─── RECORDS PROVIDED

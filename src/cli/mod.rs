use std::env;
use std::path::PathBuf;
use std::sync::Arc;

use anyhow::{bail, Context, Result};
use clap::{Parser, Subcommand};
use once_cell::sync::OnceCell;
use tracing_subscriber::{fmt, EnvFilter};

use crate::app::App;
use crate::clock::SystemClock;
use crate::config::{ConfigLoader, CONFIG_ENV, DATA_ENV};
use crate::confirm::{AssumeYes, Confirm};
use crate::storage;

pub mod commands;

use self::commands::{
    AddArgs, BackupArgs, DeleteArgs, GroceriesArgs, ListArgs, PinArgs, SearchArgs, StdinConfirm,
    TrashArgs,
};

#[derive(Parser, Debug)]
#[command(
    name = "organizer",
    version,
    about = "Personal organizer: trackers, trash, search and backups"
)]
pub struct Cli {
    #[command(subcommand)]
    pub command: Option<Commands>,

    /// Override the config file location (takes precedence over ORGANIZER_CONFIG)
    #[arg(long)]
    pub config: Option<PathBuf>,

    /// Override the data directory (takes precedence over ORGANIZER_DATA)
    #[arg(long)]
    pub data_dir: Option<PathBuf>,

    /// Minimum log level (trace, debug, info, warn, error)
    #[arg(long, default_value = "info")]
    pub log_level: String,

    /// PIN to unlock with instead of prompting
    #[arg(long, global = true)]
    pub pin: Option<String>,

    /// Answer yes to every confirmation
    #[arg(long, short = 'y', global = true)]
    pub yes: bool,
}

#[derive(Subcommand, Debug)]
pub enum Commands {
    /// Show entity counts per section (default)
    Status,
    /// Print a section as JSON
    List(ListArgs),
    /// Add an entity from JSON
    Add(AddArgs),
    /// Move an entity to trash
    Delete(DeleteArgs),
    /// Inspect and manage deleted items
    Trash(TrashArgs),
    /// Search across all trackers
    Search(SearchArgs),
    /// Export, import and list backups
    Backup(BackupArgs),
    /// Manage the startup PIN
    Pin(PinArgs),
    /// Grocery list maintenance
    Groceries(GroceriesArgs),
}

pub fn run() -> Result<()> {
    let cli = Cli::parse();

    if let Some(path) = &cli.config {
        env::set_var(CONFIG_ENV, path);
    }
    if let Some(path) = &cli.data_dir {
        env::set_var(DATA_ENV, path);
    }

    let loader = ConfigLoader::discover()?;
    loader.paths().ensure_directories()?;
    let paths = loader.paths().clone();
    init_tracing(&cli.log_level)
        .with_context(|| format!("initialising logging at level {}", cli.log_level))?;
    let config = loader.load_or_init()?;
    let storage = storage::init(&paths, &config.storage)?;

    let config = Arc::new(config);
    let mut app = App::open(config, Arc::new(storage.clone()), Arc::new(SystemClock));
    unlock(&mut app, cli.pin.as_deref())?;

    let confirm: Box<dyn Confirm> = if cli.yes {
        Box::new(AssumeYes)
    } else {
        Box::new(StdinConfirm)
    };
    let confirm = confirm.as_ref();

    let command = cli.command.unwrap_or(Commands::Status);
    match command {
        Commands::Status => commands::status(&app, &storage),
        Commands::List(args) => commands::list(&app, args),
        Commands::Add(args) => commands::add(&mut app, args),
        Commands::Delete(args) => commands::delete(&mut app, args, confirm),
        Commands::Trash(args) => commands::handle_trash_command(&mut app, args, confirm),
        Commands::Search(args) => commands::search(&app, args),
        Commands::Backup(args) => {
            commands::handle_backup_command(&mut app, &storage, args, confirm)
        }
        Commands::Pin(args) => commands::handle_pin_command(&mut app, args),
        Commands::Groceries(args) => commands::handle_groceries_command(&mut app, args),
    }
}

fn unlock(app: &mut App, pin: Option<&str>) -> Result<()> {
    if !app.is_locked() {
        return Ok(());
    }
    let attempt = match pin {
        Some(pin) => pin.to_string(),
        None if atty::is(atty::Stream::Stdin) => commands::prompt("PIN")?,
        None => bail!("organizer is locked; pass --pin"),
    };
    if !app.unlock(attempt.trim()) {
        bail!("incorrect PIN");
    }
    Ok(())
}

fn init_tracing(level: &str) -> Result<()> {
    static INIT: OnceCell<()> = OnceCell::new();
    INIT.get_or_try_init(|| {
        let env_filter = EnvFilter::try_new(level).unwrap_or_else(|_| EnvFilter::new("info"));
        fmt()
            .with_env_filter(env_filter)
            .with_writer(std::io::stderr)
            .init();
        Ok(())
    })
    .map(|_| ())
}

──────

__WHAT TO WORK ON__:
A single figure is the whole answer: the number of lines in the material above where the string "EnvFilter" occurs.

__TASK RESPONSE__:
2